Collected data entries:
--------------------------------

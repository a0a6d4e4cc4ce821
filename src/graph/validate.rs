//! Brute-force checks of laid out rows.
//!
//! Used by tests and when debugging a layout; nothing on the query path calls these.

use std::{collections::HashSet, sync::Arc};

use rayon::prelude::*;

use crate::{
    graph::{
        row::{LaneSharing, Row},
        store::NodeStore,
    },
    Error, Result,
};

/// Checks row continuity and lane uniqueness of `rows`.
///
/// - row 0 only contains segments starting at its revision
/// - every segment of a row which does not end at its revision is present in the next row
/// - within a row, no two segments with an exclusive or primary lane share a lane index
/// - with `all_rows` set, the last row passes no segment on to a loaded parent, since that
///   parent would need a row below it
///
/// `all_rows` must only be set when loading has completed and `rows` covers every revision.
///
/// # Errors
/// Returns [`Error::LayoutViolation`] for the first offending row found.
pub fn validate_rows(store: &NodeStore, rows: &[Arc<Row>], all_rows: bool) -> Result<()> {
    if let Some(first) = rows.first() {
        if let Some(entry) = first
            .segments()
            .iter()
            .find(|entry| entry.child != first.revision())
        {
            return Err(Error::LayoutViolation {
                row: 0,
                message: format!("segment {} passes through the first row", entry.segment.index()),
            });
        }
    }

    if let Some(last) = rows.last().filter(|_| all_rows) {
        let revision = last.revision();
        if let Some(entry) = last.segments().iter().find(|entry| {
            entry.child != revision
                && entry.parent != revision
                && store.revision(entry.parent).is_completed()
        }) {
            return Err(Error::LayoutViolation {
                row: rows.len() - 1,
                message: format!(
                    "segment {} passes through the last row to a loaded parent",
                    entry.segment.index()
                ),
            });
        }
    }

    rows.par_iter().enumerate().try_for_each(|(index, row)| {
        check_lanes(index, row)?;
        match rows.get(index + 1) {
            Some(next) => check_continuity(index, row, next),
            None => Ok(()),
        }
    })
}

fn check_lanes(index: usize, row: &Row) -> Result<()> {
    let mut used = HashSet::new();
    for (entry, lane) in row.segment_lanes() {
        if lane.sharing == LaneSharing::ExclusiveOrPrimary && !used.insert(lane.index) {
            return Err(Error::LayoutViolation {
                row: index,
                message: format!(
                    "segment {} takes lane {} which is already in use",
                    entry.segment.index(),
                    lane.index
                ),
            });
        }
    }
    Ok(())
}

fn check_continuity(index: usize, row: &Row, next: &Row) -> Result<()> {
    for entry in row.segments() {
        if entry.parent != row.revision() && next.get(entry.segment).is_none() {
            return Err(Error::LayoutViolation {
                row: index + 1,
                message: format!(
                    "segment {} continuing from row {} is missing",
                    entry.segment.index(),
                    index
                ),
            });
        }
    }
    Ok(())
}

--------------------------------

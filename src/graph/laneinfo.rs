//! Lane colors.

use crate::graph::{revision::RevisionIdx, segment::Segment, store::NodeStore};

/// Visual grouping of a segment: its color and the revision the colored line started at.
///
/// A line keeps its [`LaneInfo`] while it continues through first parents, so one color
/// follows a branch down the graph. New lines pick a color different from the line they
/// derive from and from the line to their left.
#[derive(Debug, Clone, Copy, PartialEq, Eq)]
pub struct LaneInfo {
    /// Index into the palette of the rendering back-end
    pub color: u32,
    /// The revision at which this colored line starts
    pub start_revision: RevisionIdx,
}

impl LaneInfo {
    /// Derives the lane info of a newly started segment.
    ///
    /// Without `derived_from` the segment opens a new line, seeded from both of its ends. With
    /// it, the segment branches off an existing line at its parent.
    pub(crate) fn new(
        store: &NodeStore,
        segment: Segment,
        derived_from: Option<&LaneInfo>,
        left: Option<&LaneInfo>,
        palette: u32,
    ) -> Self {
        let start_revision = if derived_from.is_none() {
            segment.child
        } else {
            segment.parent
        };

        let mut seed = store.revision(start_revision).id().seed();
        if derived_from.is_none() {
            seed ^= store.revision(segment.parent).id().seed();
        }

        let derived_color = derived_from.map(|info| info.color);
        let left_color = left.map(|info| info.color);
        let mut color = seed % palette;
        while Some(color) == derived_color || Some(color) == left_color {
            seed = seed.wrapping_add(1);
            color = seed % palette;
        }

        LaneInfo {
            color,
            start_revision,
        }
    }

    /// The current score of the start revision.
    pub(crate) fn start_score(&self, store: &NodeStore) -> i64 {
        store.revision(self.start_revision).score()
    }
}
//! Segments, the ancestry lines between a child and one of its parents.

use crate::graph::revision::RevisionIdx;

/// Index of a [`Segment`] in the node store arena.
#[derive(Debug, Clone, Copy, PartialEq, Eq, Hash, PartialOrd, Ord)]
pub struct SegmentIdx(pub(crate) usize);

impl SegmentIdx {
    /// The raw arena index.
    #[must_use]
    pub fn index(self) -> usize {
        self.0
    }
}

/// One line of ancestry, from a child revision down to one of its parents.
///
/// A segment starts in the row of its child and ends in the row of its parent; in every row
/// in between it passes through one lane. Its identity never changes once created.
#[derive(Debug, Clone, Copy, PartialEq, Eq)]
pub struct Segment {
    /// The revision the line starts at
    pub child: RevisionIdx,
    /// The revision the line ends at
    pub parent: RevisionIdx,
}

--------------------------------

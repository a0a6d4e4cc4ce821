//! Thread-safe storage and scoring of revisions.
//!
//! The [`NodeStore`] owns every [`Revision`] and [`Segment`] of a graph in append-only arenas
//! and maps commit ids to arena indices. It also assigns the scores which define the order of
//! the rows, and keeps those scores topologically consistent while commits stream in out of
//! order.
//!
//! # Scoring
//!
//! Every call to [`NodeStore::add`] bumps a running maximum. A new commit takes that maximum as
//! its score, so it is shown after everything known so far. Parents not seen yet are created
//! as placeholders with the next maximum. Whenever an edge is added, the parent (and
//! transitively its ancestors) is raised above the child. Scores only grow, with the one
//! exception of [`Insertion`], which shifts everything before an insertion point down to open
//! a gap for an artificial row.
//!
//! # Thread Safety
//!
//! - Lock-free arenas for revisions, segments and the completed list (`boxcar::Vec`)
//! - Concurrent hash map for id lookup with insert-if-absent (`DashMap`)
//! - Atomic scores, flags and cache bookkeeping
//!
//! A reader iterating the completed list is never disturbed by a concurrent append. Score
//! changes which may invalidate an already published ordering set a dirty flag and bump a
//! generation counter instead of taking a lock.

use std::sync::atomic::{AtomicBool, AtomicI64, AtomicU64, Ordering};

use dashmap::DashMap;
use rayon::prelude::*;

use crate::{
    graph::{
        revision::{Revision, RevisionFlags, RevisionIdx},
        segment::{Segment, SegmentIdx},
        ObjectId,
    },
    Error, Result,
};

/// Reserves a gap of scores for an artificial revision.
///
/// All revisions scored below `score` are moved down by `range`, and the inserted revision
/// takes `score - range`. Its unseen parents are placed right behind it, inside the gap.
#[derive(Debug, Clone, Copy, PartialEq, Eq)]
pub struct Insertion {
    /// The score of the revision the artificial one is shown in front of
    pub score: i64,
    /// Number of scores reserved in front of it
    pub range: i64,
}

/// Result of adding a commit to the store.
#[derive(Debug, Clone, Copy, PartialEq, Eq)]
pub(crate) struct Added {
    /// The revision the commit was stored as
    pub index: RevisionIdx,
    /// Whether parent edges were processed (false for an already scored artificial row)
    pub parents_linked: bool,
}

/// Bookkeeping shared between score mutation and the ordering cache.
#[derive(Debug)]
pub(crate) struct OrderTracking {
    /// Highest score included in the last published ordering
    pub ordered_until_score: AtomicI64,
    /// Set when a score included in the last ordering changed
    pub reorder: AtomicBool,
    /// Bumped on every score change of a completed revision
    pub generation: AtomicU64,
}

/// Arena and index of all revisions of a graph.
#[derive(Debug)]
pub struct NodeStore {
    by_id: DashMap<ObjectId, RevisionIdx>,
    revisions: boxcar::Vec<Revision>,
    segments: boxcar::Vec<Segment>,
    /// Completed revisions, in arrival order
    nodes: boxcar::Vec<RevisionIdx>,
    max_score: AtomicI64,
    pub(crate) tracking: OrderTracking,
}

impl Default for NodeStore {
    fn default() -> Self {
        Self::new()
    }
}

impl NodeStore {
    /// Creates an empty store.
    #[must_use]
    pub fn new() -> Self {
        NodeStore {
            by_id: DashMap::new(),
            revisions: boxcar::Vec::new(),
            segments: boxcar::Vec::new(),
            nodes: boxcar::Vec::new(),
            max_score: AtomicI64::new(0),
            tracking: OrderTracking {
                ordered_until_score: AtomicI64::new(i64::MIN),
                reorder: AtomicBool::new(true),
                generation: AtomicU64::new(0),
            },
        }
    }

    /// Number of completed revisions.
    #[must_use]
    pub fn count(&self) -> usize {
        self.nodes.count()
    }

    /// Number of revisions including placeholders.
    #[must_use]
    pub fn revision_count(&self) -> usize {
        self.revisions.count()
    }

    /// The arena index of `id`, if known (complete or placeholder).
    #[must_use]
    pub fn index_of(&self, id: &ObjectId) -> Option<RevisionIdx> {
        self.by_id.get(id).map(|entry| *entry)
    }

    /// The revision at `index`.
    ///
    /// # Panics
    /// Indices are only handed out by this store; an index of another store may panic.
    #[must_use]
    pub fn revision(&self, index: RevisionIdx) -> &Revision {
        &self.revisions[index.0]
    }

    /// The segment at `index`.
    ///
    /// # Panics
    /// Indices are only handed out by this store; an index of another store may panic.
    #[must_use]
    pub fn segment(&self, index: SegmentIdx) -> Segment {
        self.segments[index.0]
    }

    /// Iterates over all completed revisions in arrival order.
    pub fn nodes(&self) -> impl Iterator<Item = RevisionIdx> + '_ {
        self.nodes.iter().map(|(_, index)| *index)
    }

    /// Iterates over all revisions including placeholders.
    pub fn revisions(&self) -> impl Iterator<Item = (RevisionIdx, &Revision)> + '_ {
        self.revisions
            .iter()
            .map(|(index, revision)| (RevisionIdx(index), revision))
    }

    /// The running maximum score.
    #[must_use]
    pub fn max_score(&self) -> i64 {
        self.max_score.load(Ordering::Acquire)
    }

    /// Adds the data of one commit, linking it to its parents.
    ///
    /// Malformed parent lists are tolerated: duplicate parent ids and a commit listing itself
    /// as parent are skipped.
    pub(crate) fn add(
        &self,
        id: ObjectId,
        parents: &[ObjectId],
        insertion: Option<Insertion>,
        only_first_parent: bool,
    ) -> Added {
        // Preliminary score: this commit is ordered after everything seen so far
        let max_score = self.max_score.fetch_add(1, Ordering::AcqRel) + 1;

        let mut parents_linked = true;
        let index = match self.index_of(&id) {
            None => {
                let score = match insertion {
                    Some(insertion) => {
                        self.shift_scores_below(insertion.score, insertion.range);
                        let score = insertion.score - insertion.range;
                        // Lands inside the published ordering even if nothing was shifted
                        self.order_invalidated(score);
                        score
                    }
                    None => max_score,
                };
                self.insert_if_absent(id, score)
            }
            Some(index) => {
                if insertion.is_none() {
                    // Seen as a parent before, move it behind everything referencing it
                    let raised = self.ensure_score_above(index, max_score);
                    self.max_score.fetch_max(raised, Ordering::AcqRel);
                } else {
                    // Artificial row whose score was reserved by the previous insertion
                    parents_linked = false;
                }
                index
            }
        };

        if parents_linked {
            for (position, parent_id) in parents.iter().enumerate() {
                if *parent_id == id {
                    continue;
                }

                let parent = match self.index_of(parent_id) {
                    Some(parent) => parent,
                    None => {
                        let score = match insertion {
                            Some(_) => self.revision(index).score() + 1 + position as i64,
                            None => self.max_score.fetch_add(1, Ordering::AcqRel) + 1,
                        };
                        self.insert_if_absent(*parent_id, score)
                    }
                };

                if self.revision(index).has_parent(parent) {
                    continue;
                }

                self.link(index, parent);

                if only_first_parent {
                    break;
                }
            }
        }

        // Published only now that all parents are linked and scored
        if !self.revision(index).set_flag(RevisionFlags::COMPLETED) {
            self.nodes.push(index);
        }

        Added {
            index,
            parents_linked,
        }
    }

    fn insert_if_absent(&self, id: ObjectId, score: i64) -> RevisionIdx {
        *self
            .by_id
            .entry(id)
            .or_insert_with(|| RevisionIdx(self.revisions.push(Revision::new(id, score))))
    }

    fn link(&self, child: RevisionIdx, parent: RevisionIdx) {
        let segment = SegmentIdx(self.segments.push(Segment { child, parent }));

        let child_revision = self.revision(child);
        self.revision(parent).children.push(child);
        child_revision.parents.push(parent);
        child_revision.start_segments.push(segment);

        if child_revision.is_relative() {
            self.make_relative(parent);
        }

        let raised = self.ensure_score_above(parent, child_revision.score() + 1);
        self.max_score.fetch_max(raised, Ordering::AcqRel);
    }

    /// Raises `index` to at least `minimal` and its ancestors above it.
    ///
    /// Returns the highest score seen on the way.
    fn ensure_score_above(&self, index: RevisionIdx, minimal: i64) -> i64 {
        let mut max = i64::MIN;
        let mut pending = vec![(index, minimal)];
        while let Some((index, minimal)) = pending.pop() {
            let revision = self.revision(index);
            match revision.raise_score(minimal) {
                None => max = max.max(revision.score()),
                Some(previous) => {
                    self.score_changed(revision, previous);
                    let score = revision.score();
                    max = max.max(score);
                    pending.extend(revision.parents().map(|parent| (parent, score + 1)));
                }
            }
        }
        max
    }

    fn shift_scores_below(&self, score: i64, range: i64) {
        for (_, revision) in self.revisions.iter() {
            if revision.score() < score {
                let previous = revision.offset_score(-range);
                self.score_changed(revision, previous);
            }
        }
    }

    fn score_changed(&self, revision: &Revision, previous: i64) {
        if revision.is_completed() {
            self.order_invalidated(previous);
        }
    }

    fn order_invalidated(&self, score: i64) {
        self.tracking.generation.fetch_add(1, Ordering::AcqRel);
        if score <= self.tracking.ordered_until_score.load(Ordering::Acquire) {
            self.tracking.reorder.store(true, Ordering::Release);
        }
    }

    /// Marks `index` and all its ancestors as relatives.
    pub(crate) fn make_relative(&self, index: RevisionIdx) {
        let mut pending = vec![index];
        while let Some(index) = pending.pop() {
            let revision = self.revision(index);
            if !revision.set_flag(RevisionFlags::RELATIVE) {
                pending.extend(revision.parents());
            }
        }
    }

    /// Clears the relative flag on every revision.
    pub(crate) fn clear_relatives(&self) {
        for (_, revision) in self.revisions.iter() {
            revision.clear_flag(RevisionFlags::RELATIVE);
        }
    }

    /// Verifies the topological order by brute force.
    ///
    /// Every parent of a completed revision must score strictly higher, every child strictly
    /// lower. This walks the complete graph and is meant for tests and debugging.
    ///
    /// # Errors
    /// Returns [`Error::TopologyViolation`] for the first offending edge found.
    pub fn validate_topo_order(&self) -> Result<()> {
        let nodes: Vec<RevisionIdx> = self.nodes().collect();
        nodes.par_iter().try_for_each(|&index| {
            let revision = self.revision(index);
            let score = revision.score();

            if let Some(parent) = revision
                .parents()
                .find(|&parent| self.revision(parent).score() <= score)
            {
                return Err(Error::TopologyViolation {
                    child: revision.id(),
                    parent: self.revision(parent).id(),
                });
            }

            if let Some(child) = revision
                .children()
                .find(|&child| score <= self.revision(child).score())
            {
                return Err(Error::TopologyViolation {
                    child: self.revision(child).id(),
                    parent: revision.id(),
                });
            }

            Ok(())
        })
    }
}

--------------------------------

# What is required
Reply with one number only: the count of lines in the entries that contain "DashMap".

# Solved problem
4